*REQUIREMENT*. In the listing below, find each line with the string "outcome" and report it.
++++ MATERIAL FOR THIS EXERCISE ++++
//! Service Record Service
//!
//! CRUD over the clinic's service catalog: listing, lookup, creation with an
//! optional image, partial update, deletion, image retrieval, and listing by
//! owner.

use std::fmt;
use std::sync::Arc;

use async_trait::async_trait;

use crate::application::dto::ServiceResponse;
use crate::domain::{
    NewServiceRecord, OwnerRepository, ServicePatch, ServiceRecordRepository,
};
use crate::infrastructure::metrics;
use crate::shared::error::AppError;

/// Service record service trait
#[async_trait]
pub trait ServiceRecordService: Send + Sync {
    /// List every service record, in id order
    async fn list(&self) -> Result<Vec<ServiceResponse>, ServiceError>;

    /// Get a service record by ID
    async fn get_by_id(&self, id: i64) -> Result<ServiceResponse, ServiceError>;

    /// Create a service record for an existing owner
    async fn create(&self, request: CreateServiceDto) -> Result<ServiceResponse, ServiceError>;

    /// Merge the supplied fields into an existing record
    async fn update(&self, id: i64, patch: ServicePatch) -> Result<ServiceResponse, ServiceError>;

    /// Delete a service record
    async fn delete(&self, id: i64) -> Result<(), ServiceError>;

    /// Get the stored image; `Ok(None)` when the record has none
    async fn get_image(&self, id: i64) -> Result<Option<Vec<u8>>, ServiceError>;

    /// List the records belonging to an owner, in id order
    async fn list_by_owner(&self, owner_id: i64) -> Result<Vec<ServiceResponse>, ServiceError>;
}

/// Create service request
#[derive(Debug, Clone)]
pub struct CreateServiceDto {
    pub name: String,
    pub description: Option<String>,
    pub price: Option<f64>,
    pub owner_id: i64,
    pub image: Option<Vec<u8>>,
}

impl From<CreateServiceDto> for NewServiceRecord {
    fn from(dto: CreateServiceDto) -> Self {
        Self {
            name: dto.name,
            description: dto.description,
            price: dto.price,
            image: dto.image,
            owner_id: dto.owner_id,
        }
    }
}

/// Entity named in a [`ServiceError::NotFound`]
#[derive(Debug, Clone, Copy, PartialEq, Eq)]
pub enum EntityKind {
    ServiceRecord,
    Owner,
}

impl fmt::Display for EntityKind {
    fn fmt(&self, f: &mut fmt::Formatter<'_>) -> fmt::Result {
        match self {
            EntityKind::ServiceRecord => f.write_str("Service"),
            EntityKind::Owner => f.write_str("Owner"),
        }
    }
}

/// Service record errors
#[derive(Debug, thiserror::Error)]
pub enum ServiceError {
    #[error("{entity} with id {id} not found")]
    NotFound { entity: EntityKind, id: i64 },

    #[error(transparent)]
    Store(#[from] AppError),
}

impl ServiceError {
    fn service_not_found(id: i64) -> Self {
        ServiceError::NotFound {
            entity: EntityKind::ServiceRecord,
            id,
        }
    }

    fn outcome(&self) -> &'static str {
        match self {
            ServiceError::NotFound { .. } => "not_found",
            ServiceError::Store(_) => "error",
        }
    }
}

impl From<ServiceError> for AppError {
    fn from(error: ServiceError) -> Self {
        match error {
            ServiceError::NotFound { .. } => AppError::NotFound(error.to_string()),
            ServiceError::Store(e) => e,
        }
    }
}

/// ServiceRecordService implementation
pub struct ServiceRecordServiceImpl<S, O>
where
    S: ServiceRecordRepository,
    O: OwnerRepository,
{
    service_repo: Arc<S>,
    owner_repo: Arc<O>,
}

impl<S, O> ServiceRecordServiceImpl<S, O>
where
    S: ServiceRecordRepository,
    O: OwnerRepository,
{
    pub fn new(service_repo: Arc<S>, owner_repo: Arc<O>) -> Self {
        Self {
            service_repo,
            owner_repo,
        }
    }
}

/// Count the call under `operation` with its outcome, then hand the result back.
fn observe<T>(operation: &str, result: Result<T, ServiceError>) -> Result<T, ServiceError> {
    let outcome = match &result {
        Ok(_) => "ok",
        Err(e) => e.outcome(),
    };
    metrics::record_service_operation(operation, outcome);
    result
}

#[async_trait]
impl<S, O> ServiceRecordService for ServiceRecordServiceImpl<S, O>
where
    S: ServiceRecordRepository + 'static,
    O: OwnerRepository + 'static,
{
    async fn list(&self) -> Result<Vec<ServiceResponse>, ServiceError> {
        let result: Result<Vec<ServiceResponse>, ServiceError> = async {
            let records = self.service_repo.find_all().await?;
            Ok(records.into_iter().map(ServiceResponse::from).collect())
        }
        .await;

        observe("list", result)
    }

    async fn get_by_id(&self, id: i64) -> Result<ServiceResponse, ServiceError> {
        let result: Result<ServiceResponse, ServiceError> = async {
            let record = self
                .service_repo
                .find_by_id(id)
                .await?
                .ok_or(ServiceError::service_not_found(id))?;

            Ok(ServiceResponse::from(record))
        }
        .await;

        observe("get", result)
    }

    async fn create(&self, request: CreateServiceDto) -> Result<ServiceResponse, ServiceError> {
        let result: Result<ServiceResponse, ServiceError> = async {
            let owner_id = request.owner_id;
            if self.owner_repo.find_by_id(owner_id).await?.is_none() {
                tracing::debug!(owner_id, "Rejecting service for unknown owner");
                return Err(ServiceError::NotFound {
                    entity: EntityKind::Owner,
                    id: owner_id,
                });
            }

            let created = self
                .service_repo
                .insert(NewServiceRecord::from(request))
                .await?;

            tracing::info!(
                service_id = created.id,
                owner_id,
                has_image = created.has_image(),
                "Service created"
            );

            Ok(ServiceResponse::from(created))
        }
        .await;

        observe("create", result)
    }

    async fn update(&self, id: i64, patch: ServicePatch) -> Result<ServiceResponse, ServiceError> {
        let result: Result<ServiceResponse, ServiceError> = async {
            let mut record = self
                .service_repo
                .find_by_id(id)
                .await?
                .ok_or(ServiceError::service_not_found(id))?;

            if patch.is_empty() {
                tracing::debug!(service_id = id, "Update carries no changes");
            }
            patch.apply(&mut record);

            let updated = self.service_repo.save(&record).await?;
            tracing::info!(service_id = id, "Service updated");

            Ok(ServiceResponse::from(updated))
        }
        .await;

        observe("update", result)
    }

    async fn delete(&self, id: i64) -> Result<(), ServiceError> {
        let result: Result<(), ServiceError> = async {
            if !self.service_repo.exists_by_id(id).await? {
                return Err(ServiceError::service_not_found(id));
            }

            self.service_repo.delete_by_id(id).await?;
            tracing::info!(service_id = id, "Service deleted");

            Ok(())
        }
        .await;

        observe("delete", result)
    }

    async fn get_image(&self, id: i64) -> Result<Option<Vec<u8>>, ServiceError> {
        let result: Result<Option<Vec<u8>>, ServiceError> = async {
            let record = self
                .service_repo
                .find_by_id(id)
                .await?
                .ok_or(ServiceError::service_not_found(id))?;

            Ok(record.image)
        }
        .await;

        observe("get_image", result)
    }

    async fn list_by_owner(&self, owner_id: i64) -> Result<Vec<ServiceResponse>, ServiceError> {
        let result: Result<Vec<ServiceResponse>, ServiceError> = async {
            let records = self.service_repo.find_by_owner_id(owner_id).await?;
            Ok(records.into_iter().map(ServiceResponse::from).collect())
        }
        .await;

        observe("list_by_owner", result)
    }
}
++++
*SOLUTION FOR THIS PROBLEM*.
    fn outcome(&self) -> &'static str {
/// Count the call under `operation` with its outcome, then hand the result back.
    let outcome = match &result {
        Err(e) => e.outcome(),
    metrics::record_service_operation(operation, outcome);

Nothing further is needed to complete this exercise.